Constructed from a russet brown leather evoking the service shoes authorized for his fellow U.S. Army officers during World War II, Macreedy’s cap-toe derbies have five-eyelet open lacing. He generally wears light gray cotton lisle socks, but a continuity error in the hotel lobby swaps out his hosiery for a pair of darker blue-slate ribbed socks.
Yet another footwear-related continuity error can be seen as Macreedy attempts to escape with Liz Wirth (Anne Francis) in her jeep, and he now appears to be wearing a set of black calf cap-toe oxfords with dark socks (seen here), though the following scene finds him back in the appropriate burgundy-hued derbies and lighter gray socks.
When Macreedy arrives in town, he wears an icy white shirt with a long-pointed spread collar and button cuffs, coordinated with his navy blue silk tie. (This is evidently his traveling combination, as he changes back into it when leaving town the following day.)
After freshening up in his hotel room and bath, Macreedy changes into a plain white shirt similarly detailed with a long-pointed spread collar, plain “French placket” front, and button cuffs. He also wears a dark brown tie, eventually peeling this off to construct a makeshift molotov cocktail.
Macreedy tops off his look with a beautifully constructed fedora in chocolate brown felt with a perfectly pinched crown, self-edged brim, and a wide band in a coordinated shade of dark brown grosgrain.
What to Imbibe
A prominent whiskey “brand” encountered throughout Bad Day at Black Rock is Golden Delight, a fictional bourbon label printed for other MGM films of the label like the hardboiled noir The Asphalt Jungle (1950) and the Tennessee Williams adaptation Cat on a Hot Tin Roof (1958), where Paul Newman’s repressed Brick desperately drowned this elixir of choice until he could feel “that mechanical click.”

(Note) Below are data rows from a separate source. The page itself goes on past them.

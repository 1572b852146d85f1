use std::path::PathBuf;

use clap::{ArgGroup, Parser};

/// Probe HTTP(S) hosts and report availability and latency.
#[derive(Debug, Parser)]
#[command(name = "host-probe", version, about)]
#[command(group(ArgGroup::new("source").required(true).args(["hosts", "file"])))]
pub struct Args {
    /// Comma separated list of host URLs
    #[arg(short = 'H', long)]
    pub hosts: Option<String>,

    /// File with one host URL per line
    #[arg(short = 'F', long)]
    pub file: Option<PathBuf>,

    /// Requests per host
    #[arg(short = 'C', long, default_value_t = 1, value_parser = clap::value_parser!(u32).range(1..))]
    pub count: u32,

    /// Write the results table as JSON to this path
    #[arg(short, long)]
    pub output: Option<PathBuf>,

    /// Per-request timeout in milliseconds (overrides config)
    #[arg(long)]
    pub timeout_ms: Option<u64>,

    /// Repeat the run every SECS seconds until interrupted
    #[arg(long, value_name = "SECS")]
    pub every: Option<u64>,

    /// Stop after this many rounds when repeating
    #[arg(long, requires = "every")]
    pub rounds: Option<u32>,

    /// Write Prometheus text metrics to this path after each round
    #[arg(long)]
    pub metrics_out: Option<PathBuf>,
}

#[cfg(test)]
mod tests {
    use super::*;
    use clap::CommandFactory;

    #[test]
    fn definition_is_consistent() {
        Args::command().debug_assert();
    }

    #[test]
    fn hosts_with_count() {
        let args = Args::try_parse_from(["host-probe", "-H", "http://a.test,http://b.test", "-C", "3"]).unwrap();
        assert_eq!(args.hosts.as_deref(), Some("http://a.test,http://b.test"));
        assert_eq!(args.count, 3);
        assert!(args.file.is_none());
    }

    #[test]
    fn count_defaults_to_one() {
        let args = Args::try_parse_from(["host-probe", "--file", "hosts.txt"]).unwrap();
        assert_eq!(args.count, 1);
    }

    #[test]
    fn hosts_and_file_are_exclusive_and_one_is_required() {
        assert!(Args::try_parse_from(["host-probe", "-H", "http://a.test", "-F", "hosts.txt"]).is_err());
        assert!(Args::try_parse_from(["host-probe", "-C", "2"]).is_err());
    }

    #[test]
    fn non_positive_count_is_rejected() {
        assert!(Args::try_parse_from(["host-probe", "-H", "http://a.test", "-C", "0"]).is_err());
        assert!(Args::try_parse_from(["host-probe", "-H", "http://a.test", "-C", "-1"]).is_err());
    }

    #[test]
    fn rounds_need_every() {
        assert!(Args::try_parse_from(["host-probe", "-H", "http://a.test", "--rounds", "2"]).is_err());
        let args =
            Args::try_parse_from(["host-probe", "-H", "http://a.test", "--every", "30", "--rounds", "2"]).unwrap();
        assert_eq!((args.every, args.rounds), (Some(30), Some(2)));
    }
}
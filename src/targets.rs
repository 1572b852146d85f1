use std::collections::HashSet;
use std::fmt;
use std::path::Path;

use anyhow::{Context, Result};
use serde::Serialize;
use thiserror::Error;
use url::Url;

/// An absolute http(s) URL that passed validation. Probers only read it.
#[derive(Debug, Clone, PartialEq, Eq, Hash, Serialize)]
#[serde(transparent)]
pub struct HostTarget(String);

#[derive(Debug, Error, PartialEq, Eq)]
pub enum TargetError {
    #[error("`{0}` is not a valid URL: {1}")]
    Malformed(String, url::ParseError),
    #[error("`{0}` must use http or https")]
    UnsupportedScheme(String),
    #[error("`{0}` has no host")]
    MissingHost(String),
}

impl HostTarget {
    pub fn parse(raw: &str) -> Result<Self, TargetError> {
        let raw = raw.trim();
        let url = Url::parse(raw).map_err(|e| TargetError::Malformed(raw.to_string(), e))?;
        if !matches!(url.scheme(), "http" | "https") {
            return Err(TargetError::UnsupportedScheme(raw.to_string()));
        }
        if url.host_str().is_none_or(str::is_empty) {
            return Err(TargetError::MissingHost(raw.to_string()));
        }
        // Keep the user's spelling so results are keyed by what was asked for.
        Ok(Self(raw.to_string()))
    }

    pub fn as_str(&self) -> &str {
        &self.0
    }
}

impl fmt::Display for HostTarget {
    fn fmt(&self, f: &mut fmt::Formatter<'_>) -> fmt::Result {
        f.write_str(&self.0)
    }
}

/// Parse a comma separated `--hosts` value.
pub fn parse_host_list(raw: &str) -> Result<Vec<HostTarget>> {
    raw.split(',')
        .map(str::trim)
        .filter(|s| !s.is_empty())
        .map(|s| HostTarget::parse(s).map_err(anyhow::Error::from))
        .collect()
}

/// Read a host list file: one URL per line, blank lines and `#` comments skipped.
pub async fn load_host_file(path: &Path) -> Result<Vec<HostTarget>> {
    let content = tokio::fs::read_to_string(path)
        .await
        .with_context(|| format!("reading host file {}", path.display()))?;

    let mut targets = Vec::new();
    for (lineno, line) in content.lines().enumerate() {
        let line = line.trim();
        if line.is_empty() || line.starts_with('#') {
            continue;
        }
        let target = HostTarget::parse(line)
            .with_context(|| format!("{}:{}", path.display(), lineno + 1))?;
        targets.push(target);
    }

    if targets.is_empty() {
        anyhow::bail!("host file {} contains no hosts", path.display());
    }
    Ok(targets)
}

/// Drop repeated targets, keeping the first occurrence.
pub fn dedup(targets: Vec<HostTarget>) -> Vec<HostTarget> {
    let mut seen = HashSet::new();
    targets.into_iter().filter(|t| seen.insert(t.clone())).collect()
}
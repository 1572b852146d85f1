use std::time::Duration;
use tokio::time::{sleep_until, Instant};
use anyhow::Result;

pub struct Scheduler {
    interval: Duration,
}

impl Scheduler {
    pub fn new(interval: Duration) -> Result<Self> {
        if interval.is_zero() {
            anyhow::bail!("repeat interval must be greater than zero");
        }
        Ok(Self { interval })
    }

    /// Await `job` once per tick until `rounds` are done (forever when `None`).
    ///
    /// Ticks are anchored to the start instant. A round that overruns the
    /// interval delays the next one instead of overlapping it.
    pub async fn run<J, F>(&self, rounds: Option<u32>, mut job: J) -> Result<()>
    where
        J: FnMut(u32) -> F,
        F: std::future::Future<Output = Result<()>>,
    {
        let mut next = Instant::now();
        let mut round = 0u32;
        loop {
            round += 1;
            next += self.interval;
            job(round).await?;
            if rounds.is_some_and(|max| round >= max) {
                return Ok(());
            }
            sleep_until(next).await;
        }
    }
}
use anyhow::{Context, Result};
use prometheus::{Encoder, HistogramOpts, HistogramVec, IntCounterVec, Opts, Registry, TextEncoder};
use std::path::Path;

use crate::observer::ProbeObserver;
use crate::prober::Attempt;
use crate::targets::HostTarget;

/// Prometheus view of a probe run.
#[derive(Clone)]
pub struct ProbeMetrics {
    registry: Registry,
    attempts: IntCounterVec,
    latency: HistogramVec,
}

impl ProbeMetrics {
    pub fn new() -> Result<Self> {
        let registry = Registry::new();

        let attempts = IntCounterVec::new(
            Opts::new("probe_attempts_total", "Probe attempts by outcome"),
            &["host", "outcome"],
        )?;
        registry.register(Box::new(attempts.clone()))?;

        let latency = HistogramVec::new(
            HistogramOpts::new("probe_latency_milliseconds", "Probe attempt latency in milliseconds")
                .buckets(vec![
                    1.0, 2.0, 5.0, 10.0, 20.0, 50.0, 100.0, 250.0, 500.0, 1000.0, 2500.0, 5000.0,
                ]),
            &["host"],
        )?;
        registry.register(Box::new(latency.clone()))?;

        Ok(Self {
            registry,
            attempts,
            latency,
        })
    }

    pub fn render(&self) -> Result<String> {
        let encoder = TextEncoder::new();
        let mut buf = Vec::new();
        encoder.encode(&self.registry.gather(), &mut buf)?;
        Ok(String::from_utf8(buf)?)
    }

    /// Write the current metrics for a node-exporter textfile collector.
    pub async fn write_textfile(&self, path: &Path) -> Result<()> {
        let body = self.render()?;
        tokio::fs::write(path, body)
            .await
            .with_context(|| format!("writing metrics to {}", path.display()))
    }
}

impl ProbeObserver for ProbeMetrics {
    fn attempt_finished(&self, host: &HostTarget, _seq: u32, attempt: &Attempt) {
        self.attempts
            .with_label_values(&[host.as_str(), attempt.outcome.as_str()])
            .inc();
        if let Some(ms) = attempt.elapsed_ms {
            self.latency.with_label_values(&[host.as_str()]).observe(ms);
        }
    }

    fn attempt_failed(&self, _host: &HostTarget, _seq: u32, _attempt: &Attempt, _reason: &str) {}
}
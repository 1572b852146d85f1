// Small numeric helpers shared by the prober and the stats reducer.

use std::time::Duration;

/// Round to two decimal places.
pub fn round2(value: f64) -> f64 {
    (value * 100.0).round() / 100.0
}

/// Elapsed time in milliseconds, rounded to two decimals.
pub fn duration_to_millis(elapsed: Duration) -> f64 {
    round2(elapsed.as_secs_f64() * 1000.0)
}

Macreedy finds a more utilitarian use for Golden Delight, using an empty bottle at an ambush site as the vessel for a molotov cocktail. Earlier that day, however, Golden Delight served its intended purpose as the preferred bourbon swilled by town sheriff Tim Horn.

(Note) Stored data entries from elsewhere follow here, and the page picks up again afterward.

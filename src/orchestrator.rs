use std::collections::HashMap;
use std::sync::Arc;
use std::time::Duration;

use serde::ser::{Serialize, SerializeMap, Serializer};
use tokio::task::JoinSet;
use tracing::{debug, info, info_span, Instrument};

use crate::error::ProbeError;
use crate::observer::ProbeObserver;
use crate::prober::probe_host;
use crate::prober::transport::Transport;
use crate::stats::{reduce, HostStats};
use crate::targets::{dedup, HostTarget};

/// Per-host stats of a completed run, in input order.
#[derive(Debug, Clone, Default, PartialEq)]
pub struct ResultsTable {
    entries: Vec<(HostTarget, HostStats)>,
}

impl ResultsTable {
    pub fn get(&self, host: &str) -> Option<&HostStats> {
        self.entries
            .iter()
            .find(|(target, _)| target.as_str() == host)
            .map(|(_, stats)| stats)
    }

    pub fn iter(&self) -> impl Iterator<Item = (&HostTarget, &HostStats)> {
        self.entries.iter().map(|(t, s)| (t, s))
    }

    pub fn len(&self) -> usize {
        self.entries.len()
    }

    pub fn is_empty(&self) -> bool {
        self.entries.is_empty()
    }
}

impl Serialize for ResultsTable {
    fn serialize<S: Serializer>(&self, serializer: S) -> Result<S::Ok, S::Error> {
        let mut map = serializer.serialize_map(Some(self.entries.len()))?;
        for (target, stats) in &self.entries {
            map.serialize_entry(target.as_str(), stats)?;
        }
        map.end()
    }
}

/// Fans out one sequential prober per host and collects their stats.
#[derive(Clone)]
pub struct Orchestrator {
    transport: Arc<dyn Transport>,
    observer: Arc<dyn ProbeObserver>,
    request_timeout: Duration,
}

impl Orchestrator {
    pub fn new(
        transport: Arc<dyn Transport>,
        observer: Arc<dyn ProbeObserver>,
        request_timeout: Duration,
    ) -> Self {
        Self {
            transport,
            observer,
            request_timeout,
        }
    }

    /// Probe every target `count` times and wait for all of them.
    ///
    /// Either every host gets an entry or an error is returned. Dropping
    /// the returned future aborts all in-flight probes.
    pub async fn run(&self, targets: &[HostTarget], count: u32) -> Result<ResultsTable, ProbeError> {
        if count == 0 {
            return Err(ProbeError::ZeroCount);
        }
        let targets = dedup(targets.to_vec());
        if targets.is_empty() {
            return Err(ProbeError::EmptyTargets);
        }

        info!(hosts = targets.len(), count, "starting probe run");

        let mut tasks = JoinSet::new();
        let mut slots = HashMap::with_capacity(targets.len());
        for (idx, host) in targets.iter().enumerate() {
            let transport = self.transport.clone();
            let observer = self.observer.clone();
            let request_timeout = self.request_timeout;
            let host = host.clone();
            let span = info_span!("probe", host = %host);

            let handle = tasks.spawn(
                async move {
                    let attempts =
                        probe_host(transport.as_ref(), &host, count, request_timeout, observer.as_ref()).await;
                    let stats = reduce(&attempts);
                    debug_assert_eq!(stats.total(), count);
                    debug!(?stats, "host done");
                    (idx, stats)
                }
                .instrument(span),
            );
            slots.insert(handle.id(), idx);
        }

        let mut collected: Vec<Option<HostStats>> = vec![None; targets.len()];
        while let Some(joined) = tasks.join_next().await {
            match joined {
                Ok((idx, stats)) => collected[idx] = Some(stats),
                Err(source) => {
                    let host = slots
                        .get(&source.id())
                        .map(|idx| targets[*idx].to_string())
                        .unwrap_or_default();
                    // Returning drops `tasks`, which aborts whatever is still running.
                    return Err(ProbeError::TaskFailed { host, source });
                }
            }
        }

        let entries: Vec<_> = targets
            .into_iter()
            .zip(collected)
            .filter_map(|(target, stats)| stats.map(|s| (target, s)))
            .collect();
        info!(hosts = entries.len(), "probe run complete");
        Ok(ResultsTable { entries })
    }
}

#[cfg(test)]
mod tests {
    use super::*;
    use crate::observer::testing::RecordingObserver;
    use crate::prober::testing::{Reply, ScriptedTransport};
    use crate::prober::transport::{FailureKind, TransportFailure};
    use async_trait::async_trait;

    fn targets(urls: &[&str]) -> Vec<HostTarget> {
        urls.iter().map(|u| HostTarget::parse(u).unwrap()).collect()
    }

    fn orchestrator(transport: ScriptedTransport) -> (Orchestrator, Arc<RecordingObserver>) {
        let observer = Arc::new(RecordingObserver::default());
        let orch = Orchestrator::new(Arc::new(transport), observer.clone(), Duration::from_secs(5));
        (orch, observer)
    }

    #[tokio::test]
    async fn healthy_and_timing_out_hosts() {
        let transport = ScriptedTransport::new()
            .host("http://a.test", vec![Reply::Status(200)])
            .host("http://b.test", vec![Reply::Fail(FailureKind::Timeout)]);
        let (orch, observer) = orchestrator(transport);

        let table = orch.run(&targets(&["http://a.test", "http://b.test"]), 3).await.unwrap();

        assert_eq!(table.len(), 2);
        let a = table.get("http://a.test").unwrap();
        assert_eq!((a.success, a.failed, a.errors), (3, 0, 0));
        assert!(a.min_ms.is_some() && a.max_ms.is_some() && a.avg_ms.is_some());

        let b = table.get("http://b.test").unwrap();
        assert_eq!((b.success, b.failed, b.errors), (0, 0, 3));
        assert!(b.min_ms.is_some() && b.max_ms.is_some() && b.avg_ms.is_some());

        assert_eq!(observer.failures().len(), 3);
        assert!(observer.failures().iter().all(|f| f.0 == "http://b.test"));
    }

    #[tokio::test]
    async fn connection_failures_become_errors() {
        // Unscripted hosts refuse connections.
        let (orch, _) = orchestrator(ScriptedTransport::new());

        let table = orch.run(&targets(&["http://gone.test"]), 4).await.unwrap();

        let stats = table.get("http://gone.test").unwrap();
        assert_eq!((stats.success, stats.failed, stats.errors), (0, 0, 4));
    }

    #[tokio::test]
    async fn gap_status_counts_in_no_bucket() {
        let transport = ScriptedTransport::new().host("http://cache.test", vec![Reply::Status(304)]);
        let (orch, _) = orchestrator(transport);

        let table = orch.run(&targets(&["http://cache.test"]), 3).await.unwrap();

        let stats = table.get("http://cache.test").unwrap();
        assert_eq!((stats.success, stats.failed, stats.errors), (0, 0, 0));
        assert_eq!(stats.unclassified, 3);
        assert!(stats.min_ms.is_some() && stats.avg_ms.is_some());
    }

    #[tokio::test]
    async fn one_entry_per_distinct_host_in_input_order() {
        let mut transport = ScriptedTransport::new().with_delay(Duration::from_millis(2));
        let urls: Vec<String> = (0..20).map(|i| format!("http://h{i}.test")).collect();
        for (i, url) in urls.iter().enumerate() {
            let reply = if i % 3 == 0 { Reply::Status(500) } else { Reply::Status(200) };
            transport = transport.host(url, vec![reply]);
        }
        let mut input: Vec<&str> = urls.iter().map(String::as_str).collect();
        input.push("http://h0.test");
        let (orch, _) = orchestrator(transport);

        let count = 5;
        let table = orch.run(&targets(&input), count).await.unwrap();

        assert_eq!(table.len(), 20);
        let order: Vec<_> = table.iter().map(|(t, _)| t.to_string()).collect();
        assert_eq!(order, urls);
        for (_, stats) in table.iter() {
            assert_eq!(stats.success + stats.failed + stats.errors, count);
        }
        assert_eq!(table.get("http://h0.test").unwrap().failed, count);
    }

    #[tokio::test]
    async fn each_host_probed_exactly_count_times() {
        let transport = Arc::new(
            ScriptedTransport::new()
                .host("http://a.test", vec![Reply::Status(200)])
                .host("http://b.test", vec![Reply::Status(404)]),
        );
        let orch = Orchestrator::new(
            transport.clone(),
            Arc::new(RecordingObserver::default()),
            Duration::from_secs(5),
        );

        orch.run(&targets(&["http://a.test", "http://b.test", "http://a.test"]), 7)
            .await
            .unwrap();

        assert_eq!(transport.calls("http://a.test"), 7);
        assert_eq!(transport.calls("http://b.test"), 7);
    }

    #[tokio::test]
    async fn rejects_bad_configuration() {
        let (orch, _) = orchestrator(ScriptedTransport::new());
        assert!(matches!(orch.run(&targets(&["http://a.test"]), 0).await, Err(ProbeError::ZeroCount)));
        assert!(matches!(orch.run(&[], 1).await, Err(ProbeError::EmptyTargets)));
    }

    struct PanickingTransport;

    #[async_trait]
    impl Transport for PanickingTransport {
        async fn fetch(&self, url: &str) -> Result<u16, TransportFailure> {
            if url.contains("bad") {
                panic!("transport blew up");
            }
            Ok(200)
        }
    }

    #[tokio::test]
    async fn task_failure_aborts_the_whole_run() {
        let orch = Orchestrator::new(
            Arc::new(PanickingTransport),
            Arc::new(RecordingObserver::default()),
            Duration::from_secs(5),
        );

        let err = orch
            .run(&targets(&["http://ok.test", "http://bad.test"]), 2)
            .await
            .unwrap_err();

        match err {
            ProbeError::TaskFailed { host, .. } => assert_eq!(host, "http://bad.test"),
            other => panic!("unexpected error: {other}"),
        }
    }

    #[tokio::test]
    async fn dropping_the_run_abandons_in_flight_probes() {
        let transport = ScriptedTransport::new().host("http://stuck.test", vec![Reply::Hang]);
        let observer = Arc::new(RecordingObserver::default());
        let orch = Orchestrator::new(Arc::new(transport), observer.clone(), Duration::from_secs(3600));

        let stuck = targets(&["http://stuck.test"]);
        let run = orch.run(&stuck, 1);
        let cancelled = tokio::time::timeout(Duration::from_millis(20), run).await;

        assert!(cancelled.is_err());
        assert_eq!(observer.finished(), 0);
    }
}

As Macreedy establishes his scrappy alliance with Doc Velie and the now-defrocked sheriff Tim Horn, he wordlessly opens his briefcase and pulls out a bottle of whiskey for Doc to crack open… an obvious choice, as Doc is played by Walter Brennan, one of classic Hollywood’s most memorable on-screen drunks. The label on Macreedy’s bottle reads Pebble Ames, no doubt another fictional creation from MGM’s props department.

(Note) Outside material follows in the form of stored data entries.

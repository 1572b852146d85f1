use std::error::Error as _;
use std::io;
use std::time::Duration;

use anyhow::Result;
use async_trait::async_trait;
use reqwest::{redirect, Client};

use super::transport::{FailureKind, Transport, TransportFailure};

/// reqwest-backed transport sharing one client across all hosts.
#[derive(Debug, Clone)]
pub struct HttpTransport {
    client: Client,
}

impl HttpTransport {
    pub fn new(user_agent: &str, request_timeout: Duration, max_redirects: usize) -> Result<Self> {
        let client = Client::builder()
            .timeout(request_timeout)
            .user_agent(user_agent)
            .redirect(redirect::Policy::limited(max_redirects))
            .build()?;
        Ok(Self { client })
    }
}

#[async_trait]
impl Transport for HttpTransport {
    async fn fetch(&self, url: &str) -> Result<u16, TransportFailure> {
        let resp = self.client.get(url).send().await.map_err(|e| normalize(&e))?;
        let status = resp.status().as_u16();
        // Timing covers the whole body, not just the headers.
        resp.text().await.map_err(|e| normalize(&e))?;
        Ok(status)
    }
}

/// Fold a reqwest error into a client-independent failure.
///
/// reqwest's own flags are consulted first, then the source chain, then
/// the coarse connect/body flags.
pub fn normalize(error: &reqwest::Error) -> TransportFailure {
    let kind = categorize(error);
    TransportFailure::new(kind, describe(error))
}

fn categorize(error: &reqwest::Error) -> FailureKind {
    if error.is_timeout() {
        return FailureKind::Timeout;
    }
    if error.is_redirect() {
        return FailureKind::Redirect;
    }
    if error.is_builder() {
        return FailureKind::InvalidRequest;
    }
    // reqwest flags a body cut short as a decode error too.
    if is_incomplete_message(error) {
        return FailureKind::Protocol;
    }
    if error.is_decode() {
        return FailureKind::Decode;
    }
    if let Some(kind) = categorize_source_chain(error) {
        return kind;
    }
    if error.is_connect() {
        return FailureKind::Connect;
    }
    if error.is_body() {
        return FailureKind::Protocol;
    }
    FailureKind::Other
}

fn categorize_source_chain(error: &reqwest::Error) -> Option<FailureKind> {
    let mut source = error.source();
    while let Some(err) = source {
        if let Some(io_error) = err.downcast_ref::<io::Error>() {
            if let Some(kind) = categorize_io_error(io_error) {
                return Some(kind);
            }
        }
        if err.downcast_ref::<url::ParseError>().is_some() {
            return Some(FailureKind::InvalidRequest);
        }
        if let Some(kind) = categorize_message(&err.to_string()) {
            return Some(kind);
        }
        source = err.source();
    }
    None
}

fn is_incomplete_message(error: &reqwest::Error) -> bool {
    const MARKERS: [&str; 3] = [
        "end of file before message length reached",
        "connection closed before message completed",
        "incomplete message",
    ];
    let mut source = error.source();
    while let Some(err) = source {
        if err
            .downcast_ref::<io::Error>()
            .is_some_and(|e| e.kind() == io::ErrorKind::UnexpectedEof)
        {
            return true;
        }
        let msg = err.to_string().to_lowercase();
        if MARKERS.iter().any(|m| msg.contains(m)) {
            return true;
        }
        source = err.source();
    }
    false
}

fn categorize_io_error(io_error: &io::Error) -> Option<FailureKind> {
    use io::ErrorKind as K;
    match io_error.kind() {
        K::ConnectionRefused
        | K::ConnectionReset
        | K::ConnectionAborted
        | K::NotConnected
        | K::NotFound
        | K::NetworkUnreachable
        | K::HostUnreachable
        | K::AddrNotAvailable => Some(FailureKind::Connect),
        K::TimedOut => Some(FailureKind::Timeout),
        K::InvalidData | K::UnexpectedEof | K::BrokenPipe => Some(FailureKind::Protocol),
        // TLS stacks surface their errors as `Other`; let the message decide.
        _ => None,
    }
}

fn categorize_message(message: &str) -> Option<FailureKind> {
    let msg = message.to_lowercase();
    if ["certificate", "tls", "ssl", "handshake", "corrupt message"].iter().any(|p| msg.contains(p)) {
        return Some(FailureKind::Tls);
    }
    if msg.contains("dns error") || msg.contains("failed to lookup address") {
        return Some(FailureKind::Connect);
    }
    if ["invalid http", "invalid status", "invalid header", "parse error", "unexpected message"]
        .iter()
        .any(|p| msg.contains(p))
    {
        return Some(FailureKind::Protocol);
    }
    None
}

/// The error followed by its innermost cause, which is usually the useful part.
fn describe(error: &reqwest::Error) -> String {
    let mut root = None;
    let mut source = error.source();
    while let Some(err) = source {
        root = Some(err.to_string());
        source = err.source();
    }
    match root {
        Some(cause) => format!("{error}: {cause}"),
        None => error.to_string(),
    }
}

Though Tracy himself battled alcoholism throughout his life, he was known to abstain from drinking during a film shoot and would exclusively drink cold 7 Up while hosting cocktail hours for the cast and crew in his hotel room.
How to Get the Look
Spencer Tracy’s heroic John J. Macreedy dresses in a manner of dignified simplicity. The suit has a flattering fit despite its secondhand status, and his plain charcoal suit, white shirt, dark tie, and fedora differs little from the standard kit any gent would wear in mid-century America, though the added shine of Macreedy’s suiting suggests that he’s a knight sent to rescue the toxic town of Black Rock from itself.
- Charcoal silk suit:
- Single-breasted 3-button jacket with patch breast pocket, patch hip pockets, 3-button cuffs, and ventless back
- Double reverse-pleated long-rise trousers with “quarter top” side pockets, jetted back pockets, and turn-ups/cuffs
- White cotton shirt with long-pointed spread collar, plain “French placket” front, and button cuffs
- Dark brown tie
- Black leather belt with single-prong buckle
- Russet brown leather cap-toe 5-eyelet derby shoes
- Light gray cotton lisle socks
- Brown felt fedora with brown grosgrain silk ribbon and self-edged brim
Do Yourself a Favor and…
Check out the movie.
The Quote
You’re not only wrong, you’re wrong at the top of your voice.